GEZİ NOTLARI
Yaz mevsiminin sonunda yorulmadan gezmenin en iyi yolu tur şirketleri ile belirlenmiş güzergahları gezmek. Böyle hem ekonomik olmuş oluyor hem de guruptaki insanlarla yeni arkadaşlıklar oluşuyor Ya da mevcut dostlarınızda guruptaysa daha bir samimi olarak keyif alıyorsunuz.
Gezilecek yerler konusunda herkesin heves ettiği yerler vardır. Türk dünyasının güzellikleri benim ilgi alanımdı. Gidilecek yerler arasında Nahcıvan ve Azerbaycan-Bakü’nünde olması bana adeta gel gel etti.
Bu hevesle çıktık yola. Rehberimizde önceden bildiğimiz işinin ehli Silifke Turizm mezunu arkadaşımız Sekan Bey olunca baştan olumlu havayla gezmeye başladık. İlk uğrak yerimiz Bitlis ili Baykan ilçesi Veysel Karani hazretlerinin türbesinin bulunduğu mekan oldu. Son derece güzel bir ziyartegah yapılmış. Veysel Karani ismi bu ilçeye bir turizm ekonomisi yaratmış. Bizde ziyaretimizi sabahın seherinde gönül hoşluğu ile yaptık, dualarımı ettik. Rabbim kabul etsin. Buradan Buzlupınar tesislerinde taze demlenmiş çaylarımızı içtikten sonra Bitlis iline ulaştık.
“Bitlis’te beş minare.

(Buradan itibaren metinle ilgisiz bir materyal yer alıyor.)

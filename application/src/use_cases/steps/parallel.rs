//! Parallel step: every worker answers independently.
//!
//! Workers never see each other's answers; each gets a view forked before
//! dispatch. The task can be specialized per worker by a
//! [`TaskSpecializer`] (identical by default).

use super::dispatch::{Assignment, fan_out};
use super::{StepContext, StepError, StepOutcome, validate_worker_ids};
use crate::ports::worker::Worker;
use council_domain::split::balanced_chunks;
use council_domain::{StepOutput, StepResult, StepStatus, ViewGrant, WorkerId, WorkerOutcome};
use serde_json::json;
use std::collections::HashMap;
use std::sync::Arc;
use tracing::info;

/// Turns one task into one task per worker
pub trait TaskSpecializer: Send + Sync {
    fn name(&self) -> &'static str;

    /// One task per worker, in worker order
    fn specialize(&self, task: &str, workers: &[WorkerId]) -> Vec<String>;
}

/// Every worker gets the same task
#[derive(Debug, Clone, Copy, Default)]
pub struct IdenticalTask;

impl TaskSpecializer for IdenticalTask {
    fn name(&self) -> &'static str {
        "identical"
    }

    fn specialize(&self, task: &str, workers: &[WorkerId]) -> Vec<String> {
        vec![task.to_string(); workers.len()]
    }
}

/// Each worker answers from a different perspective, assigned round-robin
#[derive(Debug, Clone)]
pub struct Perspectives {
    perspectives: Vec<String>,
}

impl Default for Perspectives {
    fn default() -> Self {
        Self::new(["technical", "business", "user", "security"])
    }
}

impl Perspectives {
    pub fn new<I, S>(perspectives: I) -> Self
    where
        I: IntoIterator<Item = S>,
        S: Into<String>,
    {
        Self {
            perspectives: perspectives.into_iter().map(Into::into).collect(),
        }
    }
}

impl TaskSpecializer for Perspectives {
    fn name(&self) -> &'static str {
        "perspectives"
    }

    fn specialize(&self, task: &str, workers: &[WorkerId]) -> Vec<String> {
        if self.perspectives.is_empty() {
            return IdenticalTask.specialize(task, workers);
        }
        (0..workers.len())
            .map(|i| {
                let perspective = &self.perspectives[i % self.perspectives.len()];
                format!("{}\n\nAnswer from a {} perspective.", task, perspective)
            })
            .collect()
    }
}

/// The task's lines are split into contiguous chunks, one per worker
#[derive(Debug, Clone, Copy, Default)]
pub struct LineChunks;

impl TaskSpecializer for LineChunks {
    fn name(&self) -> &'static str {
        "line_chunks"
    }

    fn specialize(&self, task: &str, workers: &[WorkerId]) -> Vec<String> {
        let lines: Vec<&str> = task.lines().filter(|l| !l.trim().is_empty()).collect();
        if lines.len() < workers.len() {
            return IdenticalTask.specialize(task, workers);
        }
        balanced_chunks(&lines, workers.len())
            .into_iter()
            .map(|chunk| chunk.join("\n"))
            .collect()
    }
}

/// Capability above which a worker is asked for a comprehensive answer
pub const DEFAULT_CAPABILITY_THRESHOLD: f64 = 0.7;

/// Unrated workers count as fully capable
const DEFAULT_CAPABILITY: f64 = 1.0;

/// Sizes each worker's share by its capability level.
///
/// Workers rated above the threshold get the task with a request for a
/// comprehensive analysis; the rest are asked to focus on key points.
#[derive(Debug, Clone)]
pub struct Capabilities {
    levels: HashMap<WorkerId, f64>,
    threshold: f64,
}

impl Capabilities {
    pub fn new<I>(levels: I) -> Self
    where
        I: IntoIterator<Item = (WorkerId, f64)>,
    {
        Self {
            levels: levels.into_iter().collect(),
            threshold: DEFAULT_CAPABILITY_THRESHOLD,
        }
    }

    pub fn with_threshold(mut self, threshold: f64) -> Self {
        self.threshold = threshold;
        self
    }

    pub fn level(&self, worker: &WorkerId) -> f64 {
        self.levels.get(worker).copied().unwrap_or(DEFAULT_CAPABILITY)
    }
}

impl TaskSpecializer for Capabilities {
    fn name(&self) -> &'static str {
        "capabilities"
    }

    fn specialize(&self, task: &str, workers: &[WorkerId]) -> Vec<String> {
        workers
            .iter()
            .map(|worker| {
                if self.level(worker) > self.threshold {
                    format!("{}\n\nProvide a comprehensive analysis.", task)
                } else {
                    format!("{}\n\nFocus on the key points.", task)
                }
            })
            .collect()
    }
}

pub struct ParallelStep {
    pub name: String,
    pub workers: Vec<Arc<dyn Worker>>,
    pub specializer: Arc<dyn TaskSpecializer>,
    pub grant: ViewGrant,
}

impl ParallelStep {
    pub fn new(name: impl Into<String>, workers: Vec<Arc<dyn Worker>>) -> Self {
        Self {
            name: name.into(),
            workers,
            specializer: Arc::new(IdenticalTask),
            grant: ViewGrant::default(),
        }
    }

    pub fn with_specializer(mut self, specializer: Arc<dyn TaskSpecializer>) -> Self {
        self.specializer = specializer;
        self
    }

    pub fn with_grant(mut self, grant: ViewGrant) -> Self {
        self.grant = grant;
        self
    }

    pub(super) fn validate(&self) -> Result<(), StepError> {
        validate_worker_ids(&self.name, self.workers.iter().map(|w| w.id()), 1)
    }

    pub(super) async fn execute(
        &self,
        task: &str,
        ctx: &StepContext<'_>,
    ) -> Result<StepOutcome, StepError> {
        let ids: Vec<WorkerId> = self.workers.iter().map(|w| w.id().clone()).collect();
        let tasks = self.specializer.specialize(task, &ids);
        let views = ctx.context.fork_all(&ids, &self.grant);

        let assignments = self
            .workers
            .iter()
            .zip(tasks)
            .zip(views)
            .map(|((worker, task), view)| Assignment::new(Arc::clone(worker), task, view))
            .collect();
        let settled = fan_out(&self.name, assignments, ctx).await?;

        let failed = settled.iter().filter(|s| !s.is_ok()).count();
        if failed == settled.len() {
            return Err(StepError::AllWorkersFailed {
                step: self.name.clone(),
                count: failed,
            });
        }

        let mut writes = Vec::new();
        let mut outcomes = Vec::with_capacity(settled.len());
        for s in settled {
            writes.extend(s.view.take_writes());
            let outcome = match s.outcome {
                Ok(text) => WorkerOutcome::Ok { text },
                Err(e) => WorkerOutcome::Failed {
                    error: e.to_string(),
                },
            };
            outcomes.push((s.worker_id, outcome));
        }

        let status = if failed == 0 {
            StepStatus::Success
        } else {
            StepStatus::Partial
        };
        info!(step = %self.name, workers = outcomes.len(), failed, "Parallel step settled");

        let mut result = StepResult::new(&self.name, status, StepOutput::PerWorker(Vec::new()))
            .with_metadata("specializer", json!(self.specializer.name()))
            .with_metadata("failed", json!(failed));
        for (worker, outcome) in &outcomes {
            result
                .contributions
                .insert(worker.clone(), outcome.contribution());
        }
        result.output = StepOutput::PerWorker(outcomes);

        Ok(StepOutcome::new(result).with_writes(writes))
    }
}

#[cfg(test)]
mod tests {
    use super::*;
    use crate::testing::{Harness, ScriptedWorker};
    use council_domain::FAILURE_MARKER;
    use std::time::Duration;
    use tokio::time::Instant;

    fn workers(list: Vec<ScriptedWorker>) -> Vec<Arc<dyn Worker>> {
        list.into_iter().map(|w| Arc::new(w) as Arc<dyn Worker>).collect()
    }

    #[tokio::test(start_paused = true)]
    async fn test_latency_is_one_call_not_the_sum() {
        const M: usize = 8;
        let latency = Duration::from_millis(500);
        let harness = Harness::new();
        let list = (0..M)
            .map(|i| ScriptedWorker::echo(&format!("w{}", i)).with_delay(latency))
            .collect();
        let step = ParallelStep::new("fan", workers(list));

        let started = Instant::now();
        let outcome = step.execute("task", &harness.ctx()).await.unwrap();
        let elapsed = started.elapsed();

        assert_eq!(outcome.result.status, StepStatus::Success);
        assert!(elapsed >= latency);
        assert!(elapsed < latency * 2, "took {:?}", elapsed);
    }

    #[tokio::test]
    async fn test_partial_when_some_fail() {
        let harness = Harness::new();
        let step = ParallelStep::new(
            "review",
            workers(vec![
                ScriptedWorker::fixed("a", "looks good"),
                ScriptedWorker::failing("b", "rate limited"),
            ]),
        );

        let outcome = step.execute("review", &harness.ctx()).await.unwrap();
        let result = outcome.result;
        assert_eq!(result.status, StepStatus::Partial);
        assert_eq!(result.contributions[&WorkerId::new("a")], "looks good");
        assert!(result.contributions[&WorkerId::new("b")].starts_with(FAILURE_MARKER));
        match result.output {
            StepOutput::PerWorker(outcomes) => {
                assert_eq!(outcomes.len(), 2);
                assert!(outcomes[0].1.is_ok());
                assert!(!outcomes[1].1.is_ok());
            }
            other => panic!("unexpected output: {other:?}"),
        }
    }

    #[tokio::test]
    async fn test_all_failed_is_a_step_error() {
        let harness = Harness::new();
        let step = ParallelStep::new(
            "review",
            workers(vec![
                ScriptedWorker::failing("a", "x"),
                ScriptedWorker::failing("b", "y"),
            ]),
        );
        let err = step.execute("t", &harness.ctx()).await.unwrap_err();
        assert!(matches!(err, StepError::AllWorkersFailed { count: 2, .. }));
    }

    #[tokio::test]
    async fn test_perspectives_specialize_each_worker() {
        let harness = Harness::new();
        let step = ParallelStep::new(
            "views",
            workers(vec![
                ScriptedWorker::echo("a"),
                ScriptedWorker::echo("b"),
                ScriptedWorker::echo("c"),
            ]),
        )
        .with_specializer(Arc::new(Perspectives::new(["technical", "user"])));

        let outcome = step.execute("Pick a database", &harness.ctx()).await.unwrap();
        let contributions = &outcome.result.contributions;
        assert!(contributions[&WorkerId::new("a")].contains("technical perspective"));
        assert!(contributions[&WorkerId::new("b")].contains("user perspective"));
        assert!(contributions[&WorkerId::new("c")].contains("technical perspective"));
        assert_eq!(outcome.result.metadata["specializer"], json!("perspectives"));
    }

    #[test]
    fn test_line_chunks() {
        let ids = vec![WorkerId::new("a"), WorkerId::new("b")];
        let tasks = LineChunks.specialize("one\ntwo\n\nthree", &ids);
        assert_eq!(tasks, vec!["one\ntwo", "three"]);

        let tasks = LineChunks.specialize("single line", &ids);
        assert_eq!(tasks, vec!["single line", "single line"]);
    }

    #[test]
    fn test_capabilities_size_the_ask() {
        let ids = vec![WorkerId::new("senior"), WorkerId::new("junior"), WorkerId::new("new")];
        let specializer = Capabilities::new([
            (WorkerId::new("senior"), 0.9),
            (WorkerId::new("junior"), 0.4),
        ]);
        let tasks = specializer.specialize("Audit the cache", &ids);
        assert!(tasks[0].ends_with("Provide a comprehensive analysis."));
        assert!(tasks[1].ends_with("Focus on the key points."));
        // unrated workers count as fully capable
        assert!(tasks[2].ends_with("Provide a comprehensive analysis."));
        assert!(tasks.iter().all(|t| t.starts_with("Audit the cache")));

        let strict = specializer.with_threshold(0.95);
        assert!(strict.specialize("t", &ids[..1])[0].ends_with("Focus on the key points."));
    }

    #[test]
    fn test_validate_rejects_empty_and_duplicates() {
        let empty = ParallelStep::new("p", Vec::new());
        assert!(empty.validate().is_err());
        let dup = ParallelStep::new(
            "p",
            workers(vec![ScriptedWorker::echo("a"), ScriptedWorker::echo("a")]),
        );
        assert!(dup.validate().is_err());
    }
}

Beri gel oğlan beri gel”. Çağrısına uyduk. Ancak beş minare yerine dört minare kaldığını ifade etti rehberimiz. Şehrin Bitlis çayı civarında oluşan merkezinde hummalı bir restorasyon (yenileme) çalışması gördük. Her tarafı tarih ve ecdat kokan bu şehirde “Said-Nursi” ismini çokça görmek beni biraz şaşırttı doğrusu. Dini akımların belli bölgelerde belli insanları daha fazla etkilediğine bir kez daha şahit olduk.
Buradan 2150 metre yükseklikte bulunan Tatvan krater gölüne geçildi. Yolda ayıların bizi karşılaması ilginçti. Çok bakir kalmış alanlar gördük.
Tatvan şehir merkezinde bölgeye özgü yerel mutfaktan nasibimizi aldık. Büryan ve Afşor çorbası.
Topladığımız yöresel enerjiyle Van gölünün güneyinden devamla Gevaş’a vardık. Burada teknelerle Akdamar adasına geçtik. ”Ah tamara ve çoban” hikayesini merak edenler internetten okuyabilirler. Ermeni Kilisesi hakkında ayrıntılı tarihi ve mitolojik bilgileri rehberimiz Serkan beyin anlatımıyla dinledik. M.Ö.915-921 yılları arasında yaptırıldığı, 1113 yılından sonrada Ermeniler için Kutsal Haç mekanı olan kilise en son 2005 yılında restore edilmiş. Turizme kazandırılmış. Hayli de ziyaretçileri var.
Ertesi gün kendimizi Muradiye şelalelerinde bulduk. Adını Bağdat seferine çıkan 4. Murattan aldığı ve 18 metreden dökülüyor diyen rehberimiz başladı anlatmaya: Biz ise çoşkun akan suların serinliğine bıraktık kendimizi. Aman Yarabbi! Ne çok su ve ne muhteşem bir görüntü. Pozitif iyon merkezi.
Buradan yeterince iyon topladıktan sonra yola koyulduk. Hedefimiz Iğdır. Çaldıran ovasından, Tendürek dağlarından yani İran sınırın sıfır noktasından geçerek Doğubeyazıt’a ulaştık. Burada İshak Paşa sarayını gezdik. Muhteşem bir eser. 7.600m2 alana kurulu saray Osmanlı İmparatorluğu zamanında (1685-1784) yapılmasına rağmen Selçuklu mimarisi özellikleri gösteriyor.
Doğubeyazıtlılar için büyük öneme sahip; zamanında Beyazıt beylerinin kapısında katiplik yapmış olan düşünür, şair Ahmedi Hani’yi tanıdık.
Yerel kelimelere bu hafta geçici bir ara verdik. Gezi notlarına devam ederiz inşallah.